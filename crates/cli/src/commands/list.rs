// SPDX-License-Identifier: BUSL-1.1
// Copyright (c) 2026 Alfred Jean LLC

//! `fm list` — the Fleet Enumerator's (C8) command-line face: reconciled
//! fleet rows by default, or `--hosts` for the host-level summary.

use std::time::Duration;

use anyhow::{anyhow, Result};
use clap::Args;
use fm_core::ProviderKind;

use crate::client::DaemonClient;
use crate::filter::{Filter, Row};
use crate::output::{apply_limit, handle_list_with_limit, render_template, OutputFormat};
use crate::table::{Column, Table};

/// Between `--watch` refreshes.
const WATCH_INTERVAL: Duration = Duration::from_secs(2);

#[derive(Args)]
pub struct ListArgs {
    /// List hosts instead of reconciled agent rows.
    #[arg(long)]
    pub hosts: bool,

    /// Restrict to agents on this host (agent rows only).
    #[arg(long)]
    pub host: Option<String>,

    /// Shorthand for `--filter 'effective_state == "running"'`
    /// (`--hosts`: `status == "running"`).
    #[arg(long, conflicts_with = "filter")]
    pub running: bool,

    /// Shorthand for `--filter 'effective_state == "stopped"'`
    /// (`--hosts`: `status == "stopped"`).
    #[arg(long, conflicts_with_all = ["filter", "running"])]
    pub stopped: bool,

    /// Shorthand for `--provider local`.
    #[arg(long, conflicts_with_all = ["provider", "remote"])]
    pub local: bool,

    /// Shorthand for every non-local provider.
    #[arg(long, conflicts_with_all = ["provider", "local"])]
    pub remote: bool,

    /// Restrict to hosts on this provider.
    #[arg(long)]
    pub provider: Option<ProviderKind>,

    /// CEL expression over each row's fields, e.g. `status == "running"`.
    #[arg(long)]
    pub filter: Option<String>,

    /// Comma-separated field names to sort by, in priority order.
    #[arg(long)]
    pub sort: Option<String>,

    /// Maximum rows to print.
    #[arg(short = 'n', long, default_value = "50")]
    pub limit: usize,

    /// Show every matching row.
    #[arg(long, conflicts_with = "limit")]
    pub no_limit: bool,

    /// Render each row through a `{field}`-style template instead of the
    /// table/JSON forms.
    #[arg(long)]
    pub template: Option<String>,

    /// Re-run the listing every couple seconds until interrupted, instead
    /// of printing once.
    #[arg(long)]
    pub watch: bool,
}

impl ListArgs {
    /// Folds the `running`/`stopped` shorthands into an equivalent CEL
    /// filter expression, the field name depending on whether this is a
    /// host or fleet listing.
    fn effective_filter(&self) -> Option<String> {
        if let Some(expr) = &self.filter {
            return Some(expr.clone());
        }
        let field = if self.hosts { "status" } else { "effective_state" };
        if self.running {
            return Some(format!("{field} == \"running\""));
        }
        if self.stopped {
            return Some(format!("{field} == \"stopped\""));
        }
        None
    }

    fn effective_provider(&self) -> Option<ProviderKind> {
        if self.provider.is_some() {
            return self.provider;
        }
        if self.local {
            return Some(ProviderKind::Local);
        }
        None
    }
}

pub async fn list(args: ListArgs, format: OutputFormat) -> Result<()> {
    let client = DaemonClient::connect_or_start().map_err(|e| anyhow!("{}", e))?;

    loop {
        if args.hosts {
            list_hosts(&client, &args, format).await?;
        } else {
            list_fleet(&client, &args, format).await?;
        }
        if !args.watch {
            return Ok(());
        }
        tokio::time::sleep(WATCH_INTERVAL).await;
        if format == OutputFormat::Table {
            println!();
        }
    }
}

async fn list_hosts(client: &DaemonClient, args: &ListArgs, format: OutputFormat) -> Result<()> {
    let mut hosts = client.list_hosts().await.map_err(|e| anyhow!("{}", e))?;

    if args.remote {
        hosts.retain(|h| h.provider != ProviderKind::Local);
    }
    if let Some(provider) = args.effective_provider() {
        hosts.retain(|h| h.provider == provider);
    }

    if let Some(expr) = args.effective_filter() {
        let filter = Filter::compile(&expr)?;
        hosts.retain(|h| {
            let row = Row::new()
                .str("id", h.id.clone())
                .str("name", h.name.clone())
                .str("provider", h.provider.to_string())
                .str("status", h.status.to_string())
                .int("agent_count", h.agent_count as i64);
            filter.matches(&row).unwrap_or(false)
        });
    }

    if let Some(sort) = &args.sort {
        let keys: Vec<&str> = sort.split(',').map(str::trim).collect();
        hosts.sort_by(|a, b| {
            for key in &keys {
                let ord = match *key {
                    "name" => a.name.cmp(&b.name),
                    "status" => a.status.to_string().cmp(&b.status.to_string()),
                    "provider" => a.provider.to_string().cmp(&b.provider.to_string()),
                    "agent_count" => a.agent_count.cmp(&b.agent_count),
                    "created_at" => a.created_at_epoch_ms.cmp(&b.created_at_epoch_ms),
                    _ => std::cmp::Ordering::Equal,
                };
                if ord != std::cmp::Ordering::Equal {
                    return ord;
                }
            }
            std::cmp::Ordering::Equal
        });
    }

    let truncation = apply_limit(&mut hosts, args.limit, args.no_limit);

    if let Some(template) = &args.template {
        for host in &hosts {
            println!("{}", render_template(template, &serde_json::to_value(host)?));
        }
        return Ok(());
    }

    handle_list_with_limit(format, &hosts, "No hosts found.", truncation, |items, out| {
        let mut table = Table::new(vec![
            Column::muted("ID"),
            Column::left("NAME"),
            Column::left("PROVIDER"),
            Column::status("STATUS"),
            Column::left("AGENTS"),
            Column::muted("AGE"),
        ]);
        for h in items {
            table.row(vec![
                h.id.clone(),
                h.name.clone(),
                h.provider.to_string(),
                h.status.to_string(),
                h.agent_count.to_string(),
                crate::output::format_time_ago(h.created_at_epoch_ms),
            ]);
        }
        table.render(out);
    })
}

async fn list_fleet(client: &DaemonClient, args: &ListArgs, format: OutputFormat) -> Result<()> {
    let mut entries = client.fleet_status().await.map_err(|e| anyhow!("{}", e))?;

    if let Some(host_id) = &args.host {
        entries.retain(|e| e.host_id == *host_id || e.host_id.starts_with(host_id.as_str()));
    }

    if args.remote {
        entries.retain(|e| e.host_provider != ProviderKind::Local);
    }
    if let Some(provider) = args.effective_provider() {
        entries.retain(|e| e.host_provider == provider);
    }

    if let Some(expr) = args.effective_filter() {
        let filter = Filter::compile(&expr)?;
        entries.retain(|e| {
            let row = Row::new()
                .str("host_id", e.host_id.clone())
                .str("host_name", e.host_name.clone())
                .str("host_status", e.host_status.to_string())
                .str("agent_id", e.agent_id.clone())
                .str("agent_name", e.agent_name.clone())
                .str("agent_status", e.agent_status.to_string())
                .str("effective_state", e.effective_state.to_string())
                .bool("is_gc_candidate", e.is_gc_candidate);
            filter.matches(&row).unwrap_or(false)
        });
    }

    if let Some(sort) = &args.sort {
        let keys: Vec<&str> = sort.split(',').map(str::trim).collect();
        entries.sort_by(|a, b| {
            for key in &keys {
                let ord = match *key {
                    "host_name" => a.host_name.cmp(&b.host_name),
                    "agent_name" => a.agent_name.cmp(&b.agent_name),
                    "agent_status" => a.agent_status.to_string().cmp(&b.agent_status.to_string()),
                    "effective_state" => a.effective_state.to_string().cmp(&b.effective_state.to_string()),
                    _ => std::cmp::Ordering::Equal,
                };
                if ord != std::cmp::Ordering::Equal {
                    return ord;
                }
            }
            std::cmp::Ordering::Equal
        });
    }

    let truncation = apply_limit(&mut entries, args.limit, args.no_limit);

    if let Some(template) = &args.template {
        for entry in &entries {
            println!("{}", render_template(template, &serde_json::to_value(entry)?));
        }
        return Ok(());
    }

    handle_list_with_limit(format, &entries, "No agents found.", truncation, |items, out| {
        let mut table = Table::new(vec![
            Column::muted("AGENT"),
            Column::left("NAME").with_max(20),
            Column::left("HOST").with_max(20),
            Column::status("STATE"),
            Column::left("GC"),
        ]);
        for e in items {
            table.row(vec![
                e.agent_id.clone(),
                e.agent_name.clone(),
                e.host_name.clone(),
                e.effective_state.to_string(),
                if e.is_gc_candidate { "candidate".to_string() } else { "-".to_string() },
            ]);
        }
        table.render(out);
    })
}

——————

Goal of the exercise:
What lines in the listing contain "each"? Copy them all.

Result for this exercise:
    /// CEL expression over each row's fields, e.g. `status == "running"`.
    /// Render each row through a `{field}`-style template instead of the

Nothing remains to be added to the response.